NorthIowaToday.com

Founded in 2010

News & Entertainment for Mason City, Clear Lake & the Entire North Iowa Region

Pakistan deports bin Laden’s family to Saudi Arabia

By Tom Hussain, McClatchy Newspapers –

ISLAMABAD — On Wednesday, Pakistan was scheduled to deport the 14 members of Osama bin Laden’s family who had lived with him in a garrison town near Islamabad until U.S. forces killed him in a raid in May 2011.

After nearly a year in the custody of Pakistan’s security services, the family — including the ex-al Qaida chief’s three widows, two adult daughters and nine children — were scheduled to leave Islamabad on a chartered plane bound for Saudi Arabia.

There, they will live incognito — and in relative luxury — with bin Laden’s extended family, said the family’s Pakistani lawyer, Aamir Khalil. They have not been charged with any offense by Saudi authorities and would not be detained, he said.

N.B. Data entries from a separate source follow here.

//! End-to-end orchestrator runs against in-memory collaborators.

use std::collections::HashMap;
use std::io::Cursor;
use std::sync::atomic::{AtomicUsize, Ordering};
use std::sync::{Arc, Mutex};
use std::time::Duration;

use assert_matches::assert_matches;
use async_trait::async_trait;
use atelier_core::compositor::Composite;
use atelier_core::tryon::{METHOD_ERROR, METHOD_FALLBACK};
use atelier_core::types::DbId;
use atelier_db::models::tryon_history::{
    CreateTryOnHistory, ProductSummary, TryOnHistory, TryOnHistoryEntry,
};
use atelier_tryon::blob::BlobStore;
use atelier_tryon::garment::{GarmentFetchError, GarmentSource};
use atelier_tryon::provider::{GenerationInput, TryOnProvider};
use atelier_tryon::store::{GarmentProduct, HistoryStore, ProductCatalog};
use atelier_tryon::orchestrator::Compositor;
use atelier_tryon::{
    ProviderChain, ProviderFailure, StorageError, StoreError, TryOnError, TryOnOrchestrator,
    TryOnRequest,
};
use image::{ImageFormat, Rgb, RgbImage, Rgba, RgbaImage};

const USER: DbId = 7;
const RED_JACKET: DbId = 1;

// ---------------------------------------------------------------------------
// Images
// ---------------------------------------------------------------------------

fn jpeg(width: u32, height: u32, color: [u8; 3]) -> Vec<u8> {
    let img = RgbImage::from_pixel(width, height, Rgb(color));
    let mut buf = Cursor::new(Vec::new());
    img.write_to(&mut buf, ImageFormat::Jpeg).unwrap();
    buf.into_inner()
}

fn garment_png() -> Vec<u8> {
    let img = RgbaImage::from_pixel(300, 400, Rgba([200, 20, 20, 255]));
    let mut buf = Cursor::new(Vec::new());
    img.write_to(&mut buf, ImageFormat::Png).unwrap();
    buf.into_inner()
}

fn person_photo() -> Vec<u8> {
    jpeg(400, 600, [180, 170, 160])
}

// ---------------------------------------------------------------------------
// Doubles
// ---------------------------------------------------------------------------

#[derive(Default)]
struct MemoryBlobStore {
    objects: Mutex<Vec<(String, Vec<u8>, String)>>,
    /// Uploads whose path starts with this prefix fail.
    fail_prefix: Option<&'static str>,
}

impl MemoryBlobStore {
    fn failing(prefix: &'static str) -> Self {
        Self {
            fail_prefix: Some(prefix),
            ..Default::default()
        }
    }

    fn uploads(&self) -> usize {
        self.objects.lock().unwrap().len()
    }

    fn bytes_at(&self, url: &str) -> Option<Vec<u8>> {
        let path = url.strip_prefix("mem://")?;
        self.objects
            .lock()
            .unwrap()
            .iter()
            .find(|(p, _, _)| p == path)
            .map(|(_, b, _)| b.clone())
    }
}

#[async_trait]
impl BlobStore for MemoryBlobStore {
    async fn upload(
        &self,
        path: &str,
        bytes: Vec<u8>,
        content_type: &str,
    ) -> Result<String, StorageError> {
        if self.fail_prefix.is_some_and(|p| path.starts_with(p)) {
            return Err(StorageError::Status {
                status: 503,
                body: "storage offline".into(),
            });
        }
        self.objects
            .lock()
            .unwrap()
            .push((path.to_string(), bytes, content_type.to_string()));
        Ok(self.public_url(path))
    }

    fn public_url(&self, path: &str) -> String {
        format!("mem://{path}")
    }
}

struct MemoryCatalog {
    products: HashMap<DbId, GarmentProduct>,
}

impl MemoryCatalog {
    fn with_red_jacket() -> Self {
        let jacket = GarmentProduct {
            id: RED_JACKET,
            name: "Red Jacket".into(),
            category: "outerwear".into(),
            image_url: "https://cdn.example.com/red-jacket.png".into(),
        };
        Self {
            products: HashMap::from([(RED_JACKET, jacket)]),
        }
    }
}

#[async_trait]
impl ProductCatalog for MemoryCatalog {
    async fn find_product(&self, id: DbId) -> Result<Option<GarmentProduct>, StoreError> {
        Ok(self.products.get(&id).cloned())
    }
}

“They will live with the family, but under very tight restrictions (on movement) and security arrangements made by the kingdom’s authorities,” he said.

They won’t be allowed to talk to the media, and it was unclear whether U.S. officials who might want to interrogate the relatives would have access to them.

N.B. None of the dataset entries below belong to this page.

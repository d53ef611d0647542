//! Try-on orchestration.
//!
//! One run walks the stages in [`TryOnStage`] order:
//!
//! ```text
//! Validating -> FetchingProduct -> PreparingImages -> UploadingOriginal
//!   -> GeneratingRemote -> [GeneratingFallback] -> PersistingResult -> Done
//! ```
//!
//! Every stage up to and including `UploadingOriginal` may stop the run
//! with a [`TryOnError`]. Once the original is stored the run is total: it
//! always returns a [`TryOnResult`] with a non-empty `generated_image`,
//! degrading through the provider chain, the local compositor and finally
//! the original image itself.
//!
//! Blob uploads run on detached tasks so a client disconnect cancels
//! provider calls but lets in-flight uploads finish. Every storage call is
//! bounded by the storage timeout and provider calls by the chain's budget,
//! so the whole run fits inside [`TryOnOrchestrator::worst_case_duration`].

use std::sync::Arc;
use std::time::Duration;

use atelier_core::compositor::{self, Composite};
use atelier_core::naming::{
    extension_for_content_type, user_object_path, BUCKET_GENERATED, BUCKET_USER_PHOTOS,
};
use atelier_core::preprocess;
use atelier_core::tryon::{
    garment_descriptor, validate_upload, TryOnResult, TryOnStage, METHOD_ERROR, METHOD_FALLBACK,
};
use atelier_core::types::DbId;
use atelier_db::models::tryon_history::CreateTryOnHistory;

use crate::blob::BlobStore;
use crate::chain::ProviderChain;
use crate::error::{StorageError, StoreError, TryOnError};
use crate::garment::GarmentSource;
use crate::provider::GenerationInput;
use crate::store::{GarmentProduct, HistoryStore, ProductCatalog};

/// Content type of normalized user photos.
const NORMALIZED_CONTENT_TYPE: &str = "image/jpeg";

/// Default bound on one blob upload or history/catalog query.
pub const DEFAULT_STORAGE_TIMEOUT: Duration = Duration::from_secs(30);

/// Time reserved for CPU work: normalizing, garment preparation and the
/// fallback overlay.
pub const PROCESSING_ALLOWANCE: Duration = Duration::from_secs(15);

/// Produces the local fallback image when no provider succeeded.
pub trait Compositor: Send + Sync {
    fn composite(&self, person: &[u8], garment: &[u8]) -> Composite;
}

/// The watermarked overlay from [`atelier_core::compositor`].
pub struct OverlayCompositor;

impl Compositor for OverlayCompositor {
    fn composite(&self, person: &[u8], garment: &[u8]) -> Composite {
        compositor::composite(person, garment)
    }
}

/// One inbound try-on request.
#[derive(Debug, Clone)]
pub struct TryOnRequest {
    pub user_id: DbId,
    pub product_id: DbId,
    /// Raw uploaded bytes.
    pub image: Vec<u8>,
    /// Declared content type of the upload.
    pub content_type: String,
}

/// Generated image ready to persist.
struct Rendered {
    image: Vec<u8>,
    content_type: &'static str,
    method: String,
}

/// Ties the provider chain, compositor and collaborators into one run.
///
/// Holds no per-request state; one instance serves all requests.
#[derive(Clone)]
pub struct TryOnOrchestrator {
    chain: ProviderChain,
    blob: Arc<dyn BlobStore>,
    catalog: Arc<dyn ProductCatalog>,
    history: Arc<dyn HistoryStore>,
    garments: Arc<dyn GarmentSource>,
    compositor: Arc<dyn Compositor>,
    storage_timeout: Duration,
}

impl TryOnOrchestrator {
    pub fn new(
        chain: ProviderChain,
        blob: Arc<dyn BlobStore>,
        catalog: Arc<dyn ProductCatalog>,
        history: Arc<dyn HistoryStore>,
        garments: Arc<dyn GarmentSource>,
    ) -> Self {
        Self {
            chain,
            blob,
            catalog,
            history,
            garments,
            compositor: Arc::new(OverlayCompositor),
            storage_timeout: DEFAULT_STORAGE_TIMEOUT,
        }
    }

    pub fn with_compositor(mut self, compositor: Arc<dyn Compositor>) -> Self {
        self.compositor = compositor;
        self
    }

    /// Bound every blob upload and catalog/history query.
    pub fn with_storage_timeout(mut self, timeout: Duration) -> Self {
        self.storage_timeout = timeout;
        self
    }

    /// Upper bound on one run, excluding the garment download (which the
    /// garment source bounds on its own).
    ///
    /// Four storage calls (catalog lookup, two uploads, history insert), the
    /// chain budget and the processing allowance. `None` when the chain has
    /// no budget.
    pub fn worst_case_duration(&self) -> Option<Duration> {
        self.chain
            .budget()
            .map(|budget| budget + self.storage_timeout * 4 + PROCESSING_ALLOWANCE)
    }

    pub fn chain(&self) -> &ProviderChain {
        &self.chain
    }

    pub fn history(&self) -> &Arc<dyn HistoryStore> {
        &self.history
    }

    /// Run one try-on request to completion.
    pub async fn run(&self, request: TryOnRequest) -> Result<TryOnResult, TryOnError> {
        let TryOnRequest {
            user_id,
            product_id,
            image,
            content_type,
        } = request;

        // --- Validating ---
        stage(TryOnStage::Validating, user_id, product_id);
        validate_upload(&content_type, image.len())?;

        // --- FetchingProduct ---
        stage(TryOnStage::FetchingProduct, user_id, product_id);
        let lookup = self.catalog.find_product(product_id);
        let product = tokio::time::timeout(self.storage_timeout, lookup)
            .await
            .map_err(|_| StoreError::Unavailable("catalog lookup timed out".into()))??
            .ok_or(TryOnError::ProductNotFound(product_id))?;

        // --- PreparingImages ---
        stage(TryOnStage::PreparingImages, user_id, product_id);
        let person = tokio::task::spawn_blocking(move || preprocess::normalize(&image))
            .await
            .map_err(|e| TryOnError::Internal(e.to_string()))?
            .map_err(|e| TryOnError::Validation(e.to_string()))?;
        let garment = self.prepare_garment(&product).await?;

        // --- UploadingOriginal ---
        stage(TryOnStage::UploadingOriginal, user_id, product_id);
        let original_path =
            user_object_path(&format!("{BUCKET_USER_PHOTOS}/original"), user_id, "jpg");
        let original_url = self
            .upload_detached(original_path, person.clone(), NORMALIZED_CONTENT_TYPE)
            .await?;

        // Committed: nothing below returns Err.
        let rendered = self
            .generate(user_id, product_id, &product, person, garment, &original_url)
            .await;

        // --- PersistingResult ---
        stage(TryOnStage::PersistingResult, user_id, product_id);
        let result = match rendered {
            Ok(rendered) => self.persist(user_id, &product, original_url, rendered).await,
            Err(reason) => {
                // Nothing usable was produced: hand back the original.
                let result = TryOnResult::completed(
                    original_url.clone(),
                    original_url,
                    product.name.clone(),
                    METHOD_ERROR,
                )
                .with_error(reason);
                self.record(user_id, product.id, result).await
            }
        };

        stage(TryOnStage::Done, user_id, product_id);
        tracing::info!(
            user_id,
            product_id,
            success = result.success,
            method = %result.method,
            "Try-on completed"
        );
        Ok(result)
    }

    async fn prepare_garment(&self, product: &GarmentProduct) -> Result<Vec<u8>, TryOnError> {
        let asset_error = |reason: String| TryOnError::AssetFetch {
            product_name: product.name.clone(),
            reason,
        };
        let raw = self
            .garments
            .fetch(&product.image_url)
            .await
            .map_err(|e| asset_error(e.to_string()))?;
        tokio::task::spawn_blocking(move || preprocess::prepare_garment(&raw))
            .await
            .map_err(|e| TryOnError::Internal(e.to_string()))?
            .map_err(|e| asset_error(e.to_string()))
    }

    /// Remote providers first, then the local compositor.
    ///
    /// `Err` carries the reason when even the compositor could not produce
    /// an overlay.
    async fn generate(
        &self,
        user_id: DbId,
        product_id: DbId,
        product: &GarmentProduct,
        person: Vec<u8>,
        garment: Vec<u8>,
        original_url: &str,
    ) -> Result<Rendered, String> {
        stage(TryOnStage::GeneratingRemote, user_id, product_id);
        let input = GenerationInput {
            person_image: person,
            person_image_url: original_url.to_string(),
            garment_image: garment,
            garment_image_url: product.image_url.clone(),
            descriptor: garment_descriptor(&product.name),
        };

        let outcome = self.chain.run(&input).await;
        if let Some(generated) = outcome.generated {
            return Ok(Rendered {
                image: generated.image,
                content_type: generated.content_type,
                method: generated.provider,
            });
        }

        stage(TryOnStage::GeneratingFallback, user_id, product_id);
        tracing::warn!(
            user_id,
            product_id,
            attempted = outcome.failures.len(),
            "No try-on provider succeeded, using fallback overlay"
        );

        let GenerationInput {
            person_image,
            garment_image,
            ..
        } = input;
        let compositor = Arc::clone(&self.compositor);
        let composite =
            tokio::task::spawn_blocking(move || compositor.composite(&person_image, &garment_image))
                .await
                .unwrap_or_else(|e| Composite::Passthrough {
                    image: Vec::new(),
                    reason: e.to_string(),
                });

        match composite {
            Composite::Overlay(image) => Ok(Rendered {
                image,
                content_type: "image/jpeg",
                method: METHOD_FALLBACK.to_string(),
            }),
            Composite::Passthrough { reason, .. } => {
                tracing::error!(user_id, product_id, reason = %reason, "Fallback overlay failed");
                Err(format!("Try-on generation failed: {reason}"))
            }
        }
    }

    /// Upload the generated image and record history.
    async fn persist(
        &self,
        user_id: DbId,
        product: &GarmentProduct,
        original_url: String,
        rendered: Rendered,
    ) -> TryOnResult {
        let path = user_object_path(
            &format!("{BUCKET_GENERATED}/generated"),
            user_id,
            extension_for_content_type(rendered.content_type),
        );

        match self
            .upload_detached(path, rendered.image, rendered.content_type)
            .await
        {
            Ok(generated_url) => {
                let result = TryOnResult::completed(
                    original_url,
                    generated_url,
                    product.name.clone(),
                    rendered.method,
                );
                self.record(user_id, product.id, result).await
            }
            Err(e) => {
                tracing::error!(
                    user_id,
                    product_id = product.id,
                    error = %e,
                    "Generated image upload failed"
                );
                // The generated image is lost, so no provider result is claimed.
                TryOnResult::completed(
                    original_url.clone(),
                    original_url,
                    product.name.clone(),
                    METHOD_ERROR,
                )
                .with_error(format!("Failed to store generated image: {e}"))
            }
        }
    }

    /// Write one history row for `result`, downgrading it on failure.
    async fn record(&self, user_id: DbId, product_id: DbId, result: TryOnResult) -> TryOnResult {
        let record = CreateTryOnHistory {
            user_id,
            product_id,
            original_image_url: result.original_image.clone(),
            generated_image_url: result.generated_image.clone(),
        };
        let insert = self.history.insert_history(record);
        let inserted = tokio::time::timeout(self.storage_timeout, insert)
            .await
            .unwrap_or_else(|_| Err(StoreError::Unavailable("history insert timed out".into())));
        match inserted {
            Ok(row) => {
                tracing::debug!(history_id = row.id, user_id, "Try-on history recorded");
                result
            }
            Err(e) => {
                tracing::error!(user_id, product_id, error = %e, "Failed to record try-on history");
                result.with_error(format!("Failed to save try-on history: {e}"))
            }
        }
    }

    /// Upload on a detached task so it completes even if the caller is
    /// dropped mid-request. The task gives up after the storage timeout.
    async fn upload_detached(
        &self,
        path: String,
        bytes: Vec<u8>,
        content_type: &'static str,
    ) -> Result<String, StorageError> {
        let blob = Arc::clone(&self.blob);
        let limit = self.storage_timeout;
        tokio::spawn(async move {
            tokio::time::timeout(limit, blob.upload(&path, bytes, content_type))
                .await
                .map_err(|_| StorageError::Timeout(limit))?
        })
        .await
        .map_err(|e| StorageError::Task(e.to_string()))?
    }
}

fn stage(stage: TryOnStage, user_id: DbId, product_id: DbId) {
    tracing::debug!(user_id, product_id, stage = %stage, "Try-on stage");
}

A Saudi diplomatic official, speaking on condition of anonymity because of the sensitivity of the issue, said his government had agreed to a request from Islamabad to prevent bin Laden’s two Saudi widows, Khairiah Sabar and Siham Sabar, from talking publicly about their lives in Pakistan.

Osama bin Laden’s half-brother, Bakr Bin Mohammed Binladin, who chairs Saudi Binladin, the biggest construction company in the oil-rich desert kingdom, will look after the 14 family members.

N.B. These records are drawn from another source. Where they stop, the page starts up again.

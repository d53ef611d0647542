use atelier_core::error::CoreError;
use atelier_core::tryon::TryOnResult;
use atelier_tryon::{StoreError, TryOnError};
use axum::http::StatusCode;
use axum::response::{IntoResponse, Response};
use serde_json::json;

/// Application-level error type for HTTP handlers.
///
/// Wraps [`CoreError`] for domain errors and adds HTTP-specific variants.
/// Implements [`IntoResponse`] to produce consistent JSON error responses.
#[derive(Debug, thiserror::Error)]
pub enum AppError {
    /// A domain-level error from `atelier_core`.
    #[error(transparent)]
    Core(#[from] CoreError),

    /// A database error from sqlx.
    #[error("Database error: {0}")]
    Database(#[from] sqlx::Error),

    /// An internal error with a human-readable message.
    #[error("Internal error: {0}")]
    InternalError(String),
}

/// Convenience type alias for handler return values.
pub type AppResult<T> = Result<T, AppError>;

impl From<StoreError> for AppError {
    fn from(err: StoreError) -> Self {
        match err {
            StoreError::Database(e) => Self::Database(e),
            StoreError::Unavailable(msg) => Self::InternalError(msg),
        }
    }
}

impl IntoResponse for AppError {
    fn into_response(self) -> Response {
        let (status, code, message) = match &self {
            AppError::Core(core) => match core {
                CoreError::NotFound { entity, id } => (
                    StatusCode::NOT_FOUND,
                    "NOT_FOUND",
                    format!("{entity} with id {id} not found"),
                ),
                CoreError::Validation(msg) => {
                    (StatusCode::BAD_REQUEST, "VALIDATION_ERROR", msg.clone())
                }
                CoreError::Unauthorized(msg) => {
                    (StatusCode::UNAUTHORIZED, "UNAUTHORIZED", msg.clone())
                }
                CoreError::Internal(msg) => {
                    tracing::error!(error = %msg, "Internal core error");
                    (
                        StatusCode::INTERNAL_SERVER_ERROR,
                        "INTERNAL_ERROR",
                        "An internal error occurred".to_string(),
                    )
                }
            },

            AppError::Database(err) => classify_sqlx_error(err),

            AppError::InternalError(msg) => {
                tracing::error!(error = %msg, "Internal error");
                (
                    StatusCode::INTERNAL_SERVER_ERROR,
                    "INTERNAL_ERROR",
                    "An internal error occurred".to_string(),
                )
            }
        };

        let body = json!({
            "error": message,
            "code": code,
        });

        (status, axum::Json(body)).into_response()
    }
}

/// Classify a sqlx error into an HTTP status, error code, and message.
///
/// - `RowNotFound` maps to 404.
/// - Foreign key violations (23503) map to 400.
/// - Everything else maps to 500 with a sanitized message.
fn classify_sqlx_error(err: &sqlx::Error) -> (StatusCode, &'static str, String) {
    match err {
        sqlx::Error::RowNotFound => (
            StatusCode::NOT_FOUND,
            "NOT_FOUND",
            "Resource not found".to_string(),
        ),
        sqlx::Error::Database(db_err) if db_err.code().as_deref() == Some("23503") => (
            StatusCode::BAD_REQUEST,
            "BAD_REQUEST",
            format!(
                "Referenced record does not exist: {}",
                db_err.constraint().unwrap_or("unknown")
            ),
        ),
        other => {
            tracing::error!(error = %other, "Database error");
            (
                StatusCode::INTERNAL_SERVER_ERROR,
                "INTERNAL_ERROR",
                "An internal error occurred".to_string(),
            )
        }
    }
}

/// A try-on run that stopped before producing an image.
///
/// Rendered as a [`TryOnResult`] envelope (not the `{error, code}` shape)
/// so clients of the generate endpoint only ever parse one body.
#[derive(Debug)]
pub struct TryOnFailure(pub TryOnError);

impl TryOnFailure {
    pub fn status(&self) -> StatusCode {
        match &self.0 {
            TryOnError::Validation(_) | TryOnError::AssetFetch { .. } => StatusCode::BAD_REQUEST,
            TryOnError::ProductNotFound(_) => StatusCode::NOT_FOUND,
            TryOnError::Storage(_) => StatusCode::BAD_GATEWAY,
            TryOnError::Catalog(_) | TryOnError::Internal(_) => StatusCode::INTERNAL_SERVER_ERROR,
        }
    }
}

impl From<TryOnError> for TryOnFailure {
    fn from(err: TryOnError) -> Self {
        Self(err)
    }
}

impl IntoResponse for TryOnFailure {
    fn into_response(self) -> Response {
        let status = self.status();
        let message = if status == StatusCode::INTERNAL_SERVER_ERROR {
            tracing::error!(error = %self.0, stage = %self.0.stage(), "Try-on failed");
            "An internal error occurred".to_string()
        } else {
            tracing::warn!(error = %self.0, stage = %self.0.stage(), "Try-on rejected");
            self.0.to_string()
        };

        let product_name = self.0.product_name().map(str::to_string);
        (status, axum::Json(TryOnResult::failed(product_name, message))).into_response()
    }
}
//! Public blob storage for original and generated images.
//!
//! Object paths are `{bucket}/{folder}/{user}/{uuid}.{ext}`. The first
//! segment selects the bucket; the remainder is the key inside it.

use async_trait::async_trait;

use crate::error::StorageError;

pub mod s3;
pub mod supabase;

pub use s3::S3BlobStore;
pub use supabase::SupabaseBlobStore;

/// A store that accepts bytes and hands back a public URL.
#[async_trait]
pub trait BlobStore: Send + Sync {
    /// Store `bytes` at `path` and return its public URL.
    async fn upload(
        &self,
        path: &str,
        bytes: Vec<u8>,
        content_type: &str,
    ) -> Result<String, StorageError>;

    /// Public URL for an object path, whether or not it exists yet.
    fn public_url(&self, path: &str) -> String;
}

/// Split `bucket/key...` into its bucket and key.
pub(crate) fn split_path(path: &str) -> Result<(&str, &str), StorageError> {
    let path = path.trim_start_matches('/');
    match path.split_once('/') {
        Some((bucket, key)) if !bucket.is_empty() && !key.is_empty() => Ok((bucket, key)),
        _ => Err(StorageError::InvalidPath(path.to_string())),
    }
}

The company is family owned and does not publish its earnings, but it regularly is involved in multibillion-dollar construction projects. Its latest move is a $400 million investment that gives it a 16.6 percent stake in a Saudi developer, Jeddah Economic, which is building the half-mile-high Kingdom Tower.

Bin Laden’s youngest wife, Amal Ahmed Abdel-Fatah al-Sada, a Yemeni national, and her five children will also remain in Saudi Arabia at the request of the Pakistani government and will be held under the same terms.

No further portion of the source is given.